**TASK:** Write out the listing in full, matching it word for word.

· · · · ·

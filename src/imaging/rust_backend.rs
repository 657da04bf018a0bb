//! Pure Rust image processing backend.
//!
//! ## Crate mapping
//!
//! | Operation | Crate / function |
//! |---|---|
//! | Decode (JPEG, PNG, GIF, WebP) | `image` crate via [`RasterImage::load`] |
//! | Identify | `image::ImageReader::into_dimensions` (header only) |
//! | Resize / thumbnail | `image::imageops::resize` with `Lanczos3` |
//! | Filters | in-crate [`filters`](super::filters) |
//! | Encode JPEG / PNG / GIF | `image` crate encoders |
//! | Encode WebP (lossy) | `webp` (libwebp) |

use super::backend::{Dimensions, ImageBackend, ImagingError};
use super::params::{ManipulateParams, ThumbnailParams};
use super::raster::RasterImage;
use image::ImageReader;
use std::path::{Path, PathBuf};

/// Extensions the backend can decode and re-encode.
const SUPPORTED_EXTENSIONS: &[&str] = &["jpg", "jpeg", "png", "gif", "webp"];

/// Returns the set of image file extensions the backend handles.
pub fn supported_input_extensions() -> &'static [&'static str] {
    SUPPORTED_EXTENSIONS
}

/// Whether `path` has one of [`supported_input_extensions`].
pub fn is_supported_image(path: &Path) -> bool {
    path.extension()
        .and_then(|e| e.to_str())
        .is_some_and(|e| {
            SUPPORTED_EXTENSIONS
                .iter()
                .any(|s| s.eq_ignore_ascii_case(e))
        })
}

/// Pure Rust backend built on [`RasterImage`].
///
/// See the [module docs](self) for the crate-to-operation mapping.
pub struct RustBackend;

impl RustBackend {
    pub fn new() -> Self {
        Self
    }
}

impl Default for RustBackend {
    fn default() -> Self {
        Self::new()
    }
}

/// Load and decode an image from disk.
fn load_image(path: &Path) -> Result<RasterImage, ImagingError> {
    let bytes = std::fs::read(path)?;
    RasterImage::load(&bytes)
}

/// Write through a sibling temp file and rename, so readers never see a
/// half-written image.
fn write_replacing(path: &Path, bytes: &[u8]) -> Result<(), ImagingError> {
    let mut partial = path.as_os_str().to_owned();
    partial.push(".partial");
    let partial = PathBuf::from(partial);

    if let Err(e) = std::fs::write(&partial, bytes).and_then(|_| std::fs::rename(&partial, path)) {
        let _ = std::fs::remove_file(&partial);
        return Err(ImagingError::Io(e));
    }
    Ok(())
}

impl ImageBackend for RustBackend {
    fn identify(&self, path: &Path) -> Result<Dimensions, ImagingError> {
        let (width, height) = ImageReader::open(path)?
            .with_guessed_format()?
            .into_dimensions()
            .map_err(|e| {
                ImagingError::InvalidImage(format!(
                    "Failed to read dimensions of {}: {e}",
                    path.display()
                ))
            })?;
        Ok(Dimensions { width, height })
    }

    fn thumbnail(&self, params: &ThumbnailParams) -> Result<Dimensions, ImagingError> {
        let mut image = load_image(&params.source)?;
        image.thumbnail(params.width, params.height)?;
        let bytes = image.save(Some(params.quality))?;
        write_replacing(&params.output, &bytes)?;
        Ok(image.dimensions().into())
    }

    fn manipulate(&self, params: &ManipulateParams) -> Result<Dimensions, ImagingError> {
        let mut image = load_image(&params.path)?;
        image.set_quality(params.quality);
        params.operation.apply(&mut image)?;
        let bytes = image.save(None)?;
        write_replacing(&params.path, &bytes)?;
        Ok(image.dimensions().into())
    }
}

· · · · ·

**TASK SOLUTION:**
filename src/imaging/rust_backend.rs
repository 657da04bf018a0bb
//! Pure Rust image processing backend.
//!
//! ## Crate mapping
//!
//! | Operation | Crate / function |
//! |---|---|
//! | Decode (JPEG, PNG, GIF, WebP) | `image` crate via [`RasterImage::load`] |
//! | Identify | `image::ImageReader::into_dimensions` (header only) |
//! | Resize / thumbnail | `image::imageops::resize` with `Lanczos3` |
//! | Filters | in-crate [`filters`](super::filters) |
//! | Encode JPEG / PNG / GIF | `image` crate encoders |
//! | Encode WebP (lossy) | `webp` (libwebp) |

use super::backend::{Dimensions, ImageBackend, ImagingError};
use super::params::{ManipulateParams, ThumbnailParams};
use super::raster::RasterImage;
use image::ImageReader;
use std::path::{Path, PathBuf};

/// Extensions the backend can decode and re-encode.
const SUPPORTED_EXTENSIONS: &[&str] = &["jpg", "jpeg", "png", "gif", "webp"];

/// Returns the set of image file extensions the backend handles.
pub fn supported_input_extensions() -> &'static [&'static str] {
    SUPPORTED_EXTENSIONS
}

/// Whether `path` has one of [`supported_input_extensions`].
pub fn is_supported_image(path: &Path) -> bool {
    path.extension()
        .and_then(|e| e.to_str())
        .is_some_and(|e| {
            SUPPORTED_EXTENSIONS
                .iter()
                .any(|s| s.eq_ignore_ascii_case(e))
        })
}

/// Pure Rust backend built on [`RasterImage`].
///
/// See the [module docs](self) for the crate-to-operation mapping.
pub struct RustBackend;

impl RustBackend {
    pub fn new() -> Self {
        Self
    }
}

impl Default for RustBackend {
    fn default() -> Self {
        Self::new()
    }
}

/// Load and decode an image from disk.
fn load_image(path: &Path) -> Result<RasterImage, ImagingError> {
    let bytes = std::fs::read(path)?;
    RasterImage::load(&bytes)
}

/// Write through a sibling temp file and rename, so readers never see a
/// half-written image.
fn write_replacing(path: &Path, bytes: &[u8]) -> Result<(), ImagingError> {
    let mut partial = path.as_os_str().to_owned();
    partial.push(".partial");
    let partial = PathBuf::from(partial);

    if let Err(e) = std::fs::write(&partial, bytes).and_then(|_| std::fs::rename(&partial, path)) {
        let _ = std::fs::remove_file(&partial);
        return Err(ImagingError::Io(e));
    }
    Ok(())
}

impl ImageBackend for RustBackend {
    fn identify(&self, path: &Path) -> Result<Dimensions, ImagingError> {
        let (width, height) = ImageReader::open(path)?
            .with_guessed_format()?
            .into_dimensions()
            .map_err(|e| {
                ImagingError::InvalidImage(format!(
                    "Failed to read dimensions of {}: {e}",
                    path.display()
                ))
            })?;
        Ok(Dimensions { width, height })
    }

    fn thumbnail(&self, params: &ThumbnailParams) -> Result<Dimensions, ImagingError> {
        let mut image = load_image(&params.source)?;
        image.thumbnail(params.width, params.height)?;
        let bytes = image.save(Some(params.quality))?;
        write_replacing(&params.output, &bytes)?;
        Ok(image.dimensions().into())
    }

    fn manipulate(&self, params: &ManipulateParams) -> Result<Dimensions, ImagingError> {
        let mut image = load_image(&params.path)?;
        image.set_quality(params.quality);
        params.operation.apply(&mut image)?;
        let bytes = image.save(None)?;
        write_replacing(&params.path, &bytes)?;
        Ok(image.dimensions().into())
    }
}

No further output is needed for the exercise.